Antonio Machado: «Los que somos ya viejos y empezamos a vivir muy pronto evocamos hoy, como uno de los más decisivos recuerdos de nuestra infancia, la figura del compañero Iglesias —así se le llamaba entonces—, de aquel joven obrero de palabra ardiente, de elocuencia cordial. Era yo un niño de trece años; Pablo Iglesias, un hombre en la plenitud de la vida. Recuerdo haberle oído hablar entonces —hacia 1889— en Madrid, probablemente un domingo (¿un Primero de Mayo?), acaso en los jardines del Buen Retiro. No respondo de la exactitud de estos datos, tal vez mal retenidos en la memoria. La memoria es infiel: no sólo borra y confunde, sino que, a veces, inventa, para desorientarnos. De lo único que puedo responder es de la emoción que en mi alma iban despertando las palabras encendidas de Pablo Iglesias. Al escucharle, hacía yo la única honda reflexión que sobre la oratoria puede hacer un niño: ‘Parece que es verdad lo que ese hombre dice. La voz de Pablo Iglesias tenía para mí el timbre inconfundible —e indefinible— de la verdad humana’».

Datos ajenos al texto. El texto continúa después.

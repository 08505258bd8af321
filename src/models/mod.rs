//! Data models for the address book.
//!
//! This module contains the contact record and the collection that owns
//! records by name.

pub mod address_book;
pub mod record;

pub use address_book::AddressBook;
pub use record::Record;
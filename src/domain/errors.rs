//! Domain validation errors.

use thiserror::Error;

/// Errors that can occur during domain value object validation.
#[derive(Error, Debug, Clone, PartialEq, Eq)]
pub enum ValidationError {
    /// The provided name is empty or only whitespace.
    #[error("Name cannot be empty")]
    EmptyName,

    /// The provided phone number is not exactly ten digits.
    #[error("Phone number must be 10 digits, got: {0:?}")]
    InvalidPhone(String),
}

#[cfg(test)]
mod tests {
    use super::*;

    #[test]
    fn test_validation_error_display() {
        assert_eq!(ValidationError::EmptyName.to_string(), "Name cannot be empty");

        let err = ValidationError::InvalidPhone("12-34".to_string());
        assert_eq!(err.to_string(), "Phone number must be 10 digits, got: \"12-34\"");
    }
}
//! AddressBook: the keyed collection of contact records.

use super::record::Record;
use std::collections::HashMap;
use std::fmt;

/// A collection of [`Record`]s keyed by contact name.
///
/// Records are kept in insertion order. The key under which a record is
/// stored is always its own name; since a record's name cannot change,
/// handing out `&mut Record` through [`AddressBook::find_mut`] cannot break
/// that invariant.
///
/// Adding a record whose name is already present replaces the stored
/// record in place (last write wins, original position kept).
///
/// # Example
///
/// ```
/// use address_book::{AddressBook, Record};
///
/// let mut book = AddressBook::new();
/// let mut jane = Record::new("Jane").unwrap();
/// jane.add_phone("9876543210").unwrap();
/// book.add_record(jane);
///
/// assert!(book.find("Jane").is_some());
/// assert!(book.delete("Jane").is_some());
/// assert!(book.find("Jane").is_none());
/// ```
#[derive(Debug, Clone, Default)]
pub struct AddressBook {
    records: Vec<Record>,
    index: HashMap<String, usize>,
}

impl AddressBook {
    /// Create an empty address book.
    pub fn new() -> Self {
        Self::default()
    }

    /// Insert `record` under its name.
    ///
    /// Returns the record previously stored under the same name, if any.
    pub fn add_record(&mut self, record: Record) -> Option<Record> {
        let key = record.name().as_str();

        if let Some(&slot) = self.index.get(key) {
            tracing::debug!(name = %key, "Replacing existing record");
            return Some(std::mem::replace(&mut self.records[slot], record));
        }

        tracing::debug!(name = %key, "Adding record");
        self.index.insert(key.to_string(), self.records.len());
        self.records.push(record);
        None
    }

    /// Look up a record by exact name.
    pub fn find(&self, name: &str) -> Option<&Record> {
        let found = self.index.get(name).map(|&slot| &self.records[slot]);
        tracing::trace!(name = %name, found = found.is_some(), "Record lookup");
        found
    }

    /// Look up a record by exact name for phone mutation.
    pub fn find_mut(&mut self, name: &str) -> Option<&mut Record> {
        let slot = *self.index.get(name)?;
        Some(&mut self.records[slot])
    }

    /// Remove the record stored under `name`.
    ///
    /// Returns the removed record, or `None` if no such name exists.
    pub fn delete(&mut self, name: &str) -> Option<Record> {
        let slot = self.index.remove(name)?;
        let removed = self.records.remove(slot);

        // Later records shifted down by one
        for position in self.index.values_mut() {
            if *position > slot {
                *position -= 1;
            }
        }

        tracing::debug!(name = %name, "Deleted record");
        Some(removed)
    }

    pub fn contains(&self, name: &str) -> bool {
        self.index.contains_key(name)
    }

    pub fn len(&self) -> usize {
        self.records.len()
    }

    pub fn is_empty(&self) -> bool {
        self.records.is_empty()
    }

    /// Iterate over `(name, record)` pairs in insertion order.
    pub fn iter(&self) -> Iter<'_> {
        Iter {
            inner: self.records.iter(),
        }
    }

    /// Names in insertion order.
    pub fn names(&self) -> impl Iterator<Item = &str> + '_ {
        self.records.iter().map(|r| r.name().as_str())
    }

    /// Records in insertion order.
    pub fn records(&self) -> impl Iterator<Item = &Record> + '_ {
        self.records.iter()
    }
}

/// Iterator over the entries of an [`AddressBook`].
#[derive(Debug, Clone)]
pub struct Iter<'a> {
    inner: std::slice::Iter<'a, Record>,
}

impl<'a> Iterator for Iter<'a> {
    type Item = (&'a str, &'a Record);

    fn next(&mut self) -> Option<Self::Item> {
        self.inner.next().map(|r| (r.name().as_str(), r))
    }

    fn size_hint(&self) -> (usize, Option<usize>) {
        self.inner.size_hint()
    }
}

impl ExactSizeIterator for Iter<'_> {}

impl<'a> IntoIterator for &'a AddressBook {
    type Item = (&'a str, &'a Record);
    type IntoIter = Iter<'a>;

    fn into_iter(self) -> Self::IntoIter {
        self.iter()
    }
}

impl Extend<Record> for AddressBook {
    fn extend<I: IntoIterator<Item = Record>>(&mut self, iter: I) {
        for record in iter {
            self.add_record(record);
        }
    }
}

impl FromIterator<Record> for AddressBook {
    fn from_iter<I: IntoIterator<Item = Record>>(iter: I) -> Self {
        let mut book = Self::new();
        book.extend(iter);
        book
    }
}

impl fmt::Display for AddressBook {
    fn fmt(&self, f: &mut fmt::Formatter<'_>) -> fmt::Result {
        for (i, record) in self.records.iter().enumerate() {
            if i > 0 {
                f.write_str("\n")?;
            }
            write!(f, "{}", record)?;
        }
        Ok(())
    }
}

#[cfg(test)]
mod tests {
    use super::*;

    fn record(name: &str, phones: &[&str]) -> Record {
        let mut record = Record::new(name).unwrap();
        for phone in phones {
            record.add_phone(*phone).unwrap();
        }
        record
    }

    fn sample_book() -> AddressBook {
        let mut book = AddressBook::new();
        book.add_record(record("John", &["1234567890", "5555555555"]));
        book.add_record(record("Jane", &["9876543210"]));
        book
    }

    #[test]
    fn test_add_and_find() {
        let book = sample_book();
        let john = book.find("John").unwrap();
        assert_eq!(john.name().as_str(), "John");
        assert_eq!(john.phone_count(), 2);
        assert!(book.find("NonExistent").is_none());
    }

    #[test]
    fn test_find_is_exact_match() {
        let book = sample_book();
        assert!(book.find("john").is_none());
        assert!(book.find("Jo").is_none());
        assert!(book.find("John ").is_none());
    }

    #[test]
    fn test_add_record_overwrites_in_place() {
        let mut book = sample_book();
        book.add_record(record("Alice", &[]));

        let previous = book.add_record(record("John", &["1112223333"])).unwrap();
        assert_eq!(previous.phone_count(), 2);
        assert_eq!(book.len(), 3);
        assert_eq!(book.names().collect::<Vec<_>>(), vec!["John", "Jane", "Alice"]);
        assert_eq!(
            book.find("John").unwrap().to_string(),
            "Contact name: John, phones: 1112223333"
        );
    }

    #[test]
    fn test_delete() {
        let mut book = sample_book();
        let removed = book.delete("Jane").unwrap();
        assert_eq!(removed.name().as_str(), "Jane");
        assert!(book.find("Jane").is_none());
        assert!(book.delete("Jane").is_none());
        assert_eq!(book.len(), 1);
    }

    #[test]
    fn test_delete_keeps_index_consistent() {
        let mut book = AddressBook::new();
        for name in ["A", "B", "C", "D"] {
            book.add_record(record(name, &[]));
        }

        book.delete("B");
        assert_eq!(book.names().collect::<Vec<_>>(), vec!["A", "C", "D"]);
        for name in ["A", "C", "D"] {
            assert_eq!(book.find(name).unwrap().name().as_str(), name);
        }

        book.add_record(record("B", &[]));
        assert_eq!(book.names().collect::<Vec<_>>(), vec!["A", "C", "D", "B"]);
        assert_eq!(book.find("D").unwrap().name().as_str(), "D");
    }

    #[test]
    fn test_find_mut_edits_stored_record() {
        let mut book = sample_book();
        book.find_mut("John")
            .unwrap()
            .edit_phone("1234567890", "1112223333")
            .unwrap();
        assert_eq!(
            book.find("John").unwrap().to_string(),
            "Contact name: John, phones: 1112223333; 5555555555"
        );
        assert!(book.find_mut("Nobody").is_none());
    }

    #[test]
    fn test_iteration_order() {
        let book = sample_book();
        let entries: Vec<_> = book.iter().map(|(name, r)| (name, r.phone_count())).collect();
        assert_eq!(entries, vec![("John", 2), ("Jane", 1)]);
        assert_eq!(book.iter().len(), 2);

        let mut count = 0;
        for (name, record) in &book {
            assert_eq!(name, record.name().as_str());
            count += 1;
        }
        assert_eq!(count, 2);
    }

    #[test]
    fn test_from_iterator_last_write_wins() {
        let book: AddressBook = vec![
            record("John", &["1234567890"]),
            record("John", &["5555555555"]),
        ]
        .into_iter()
        .collect();

        assert_eq!(book.len(), 1);
        assert!(book.find("John").unwrap().find_phone("5555555555").is_some());
    }

    #[test]
    fn test_display() {
        let book = sample_book();
        assert_eq!(
            book.to_string(),
            "Contact name: John, phones: 1234567890; 5555555555\n\
             Contact name: Jane, phones: 9876543210"
        );
        assert_eq!(AddressBook::new().to_string(), "");
    }

    #[test]
    fn test_empty_book() {
        let book = AddressBook::new();
        assert!(book.is_empty());
        assert!(!book.contains("John"));
        assert_eq!(book.iter().count(), 0);
    }
}
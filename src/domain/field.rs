//! Shared behaviour of single-value contact fields.

use std::fmt;

/// A labeled, stringifiable value held by a contact record.
///
/// Implementors validate their value at construction time, so anything
/// reachable through this trait is already well-formed. The textual
/// rendering (`to_string()`) is always identical to [`Field::value`].
pub trait Field: fmt::Display {
    /// Short lowercase label naming the kind of field.
    const LABEL: &'static str;

    /// The stored value, exactly as it was accepted.
    fn value(&self) -> &str;

    /// Label of this field, e.g. `"name"` or `"phone"`.
    fn label(&self) -> &'static str {
        Self::LABEL
    }
}
//! Address Book demo - runs the sample contact scenario and prints the book.
//!
//! This binary is a worked example of the library API, not an interactive
//! shell. Output goes to stdout; logs go to stderr.

use address_book::{AddressBook, Config, Record};
use anyhow::{Context, Result};
use tracing::{error, info};
use tracing_subscriber::EnvFilter;

fn main() -> Result<()> {
    // Load configuration before logging so the configured level can apply
    let config = Config::from_env();

    let default_level = config
        .as_ref()
        .map(|cfg| cfg.log_level.clone())
        .unwrap_or_else(|_| "error".to_string());
    let filter =
        EnvFilter::try_from_default_env().unwrap_or_else(|_| EnvFilter::new(default_level));

    tracing_subscriber::fmt()
        .with_env_filter(filter)
        .with_writer(std::io::stderr)
        .init();

    let config = match config {
        Ok(cfg) => {
            info!("Configuration loaded successfully");
            cfg
        }
        Err(e) => {
            error!("Failed to load configuration: {}", e);
            return Err(e.into());
        }
    };

    let mut book = AddressBook::new();
    if config.demo_contacts {
        seed_sample_contacts(&mut book)?;
        info!(records = book.len(), "Sample contacts loaded");
    }

    println!("{}", book);

    if let Some(john) = book.find_mut("John") {
        john.edit_phone("1234567890", "1112223333")
            .context("editing John's first phone")?;
        println!("{}", john);

        if let Some(phone) = john.find_phone("5555555555") {
            println!("{}: {}", john.name(), phone);
        }
    }

    if book.delete("Jane").is_some() {
        info!("Deleted Jane");
    }
    println!("Jane present: {}", book.contains("Jane"));

    Ok(())
}

fn seed_sample_contacts(book: &mut AddressBook) -> Result<()> {
    let mut john = Record::new("John")?;
    john.add_phone("1234567890")?;
    john.add_phone("5555555555")?;
    book.add_record(john);

    let mut jane = Record::new("Jane")?;
    jane.add_phone("9876543210")?;
    book.add_record(jane);

    Ok(())
}
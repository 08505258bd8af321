//! Error types for the address book.
//!
//! This module defines custom error types using `thiserror` for precise error handling.

use crate::domain::ValidationError;
use thiserror::Error;

/// Errors that can occur when mutating records in the address book.
#[derive(Error, Debug, Clone, PartialEq, Eq)]
pub enum BookError {
    /// A name or phone value failed validation
    #[error("Validation failed: {0}")]
    Validation(#[from] ValidationError),

    /// The phone number targeted by an edit is not on the record
    #[error("Phone number not found: {0}")]
    PhoneNotFound(String),
}

/// Errors that can occur during configuration loading.
#[derive(Error, Debug)]
pub enum ConfigError {
    /// Environment variable has invalid value
    #[error("Invalid value for {var}: {reason}")]
    InvalidValue { var: String, reason: String },
}

/// Convenience type alias for Results with BookError
pub type BookResult<T> = Result<T, BookError>;

/// Convenience type alias for Results with ConfigError
pub type ConfigResult<T> = Result<T, ConfigError>;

Ortega y Gasset: «Los votos de Pablo Iglesias han henchido las urnas de virtudes teologales. Pablo Iglesias es un santo. Pablo Iglesias se ha ejercitado hasta alcanzar la nueva santidad, la santidad enérgica, activa, constructora, política. Es, junto a Francisco Giner, uno de los europeos máximos de España. (Porque) el socialismo es una ciencia, no una utopía ni una grosería es la idea organizadora de la Justicia».

Y ahora entremos en su biografía.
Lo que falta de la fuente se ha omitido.